#### What is being asked
Reproduce all entries precisely, down to the last character.

BEGIN Data records

//! openEHR wire/boundary support.
//!
//! This crate translates between the openEHR REST representations a clinical data repository
//! speaks and plain Rust values:
//! - canonical composition JSON (read through name-keyed views, [`rm_1_1_0::composition`])
//! - the flat web-template format used for writes ([`flat`])
//! - AQL requests and result sets ([`aql`])
//! - template listings and web templates ([`template`])
//!
//! Clinical meaning (what a "vitals record" is) lives in `clinic-core`. This crate handles wire
//! formats and standards alignment only, and performs no I/O.

pub mod aql;
pub mod data_types;
pub mod flat;
pub mod rm_1_1_0;
pub mod template;
pub mod terminology;
pub mod ucum;

pub use aql::{AqlQuery, Column, ResultSet};
pub use data_types::{ArchetypeId, DataValue, DvCodedText, DvProportion, DvQuantity};
pub use flat::FlatComposition;
pub use rm_1_1_0::composition::{CompositionView, EntryView};

/// Content type of flat (web template) composition bodies.
pub const FLAT_CONTENT_TYPE: &str = "application/openehr.wt.flat.schema+json";

/// Content type of web template documents.
pub const WEB_TEMPLATE_CONTENT_TYPE: &str = "application/openehr.wt+json";

/// Content type of canonical JSON and AQL bodies.
pub const JSON_CONTENT_TYPE: &str = "application/json";

/// Errors returned by the `openehr` boundary crate.
#[derive(Debug, thiserror::Error)]
pub enum OpenEhrError {
    #[error("invalid input: {0}")]
    InvalidInput(String),

    #[error("invalid archetype id: {0}")]
    InvalidArchetypeId(String),

    #[error("translation error: {0}")]
    Translation(String),
}

/// Type alias for Results that can fail with an [`OpenEhrError`].
pub type OpenEhrResult<T> = Result<T, OpenEhrError>;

END Data records

#### Answer for this exercise
//! openEHR wire/boundary support.
//!
//! This crate translates between the openEHR REST representations a clinical data repository
//! speaks and plain Rust values:
//! - canonical composition JSON (read through name-keyed views, [`rm_1_1_0::composition`])
//! - the flat web-template format used for writes ([`flat`])
//! - AQL requests and result sets ([`aql`])
//! - template listings and web templates ([`template`])
//!
//! Clinical meaning (what a "vitals record" is) lives in `clinic-core`. This crate handles wire
//! formats and standards alignment only, and performs no I/O.

pub mod aql;
pub mod data_types;
pub mod flat;
pub mod rm_1_1_0;
pub mod template;
pub mod terminology;
pub mod ucum;

pub use aql::{AqlQuery, Column, ResultSet};
pub use data_types::{ArchetypeId, DataValue, DvCodedText, DvProportion, DvQuantity};
pub use flat::FlatComposition;
pub use rm_1_1_0::composition::{CompositionView, EntryView};

/// Content type of flat (web template) composition bodies.
pub const FLAT_CONTENT_TYPE: &str = "application/openehr.wt.flat.schema+json";

/// Content type of web template documents.
pub const WEB_TEMPLATE_CONTENT_TYPE: &str = "application/openehr.wt+json";

/// Content type of canonical JSON and AQL bodies.
pub const JSON_CONTENT_TYPE: &str = "application/json";

/// Errors returned by the `openehr` boundary crate.
#[derive(Debug, thiserror::Error)]
pub enum OpenEhrError {
    #[error("invalid input: {0}")]
    InvalidInput(String),

    #[error("invalid archetype id: {0}")]
    InvalidArchetypeId(String),

    #[error("translation error: {0}")]
    Translation(String),
}

/// Type alias for Results that can fail with an [`OpenEhrError`].
pub type OpenEhrResult<T> = Result<T, OpenEhrError>;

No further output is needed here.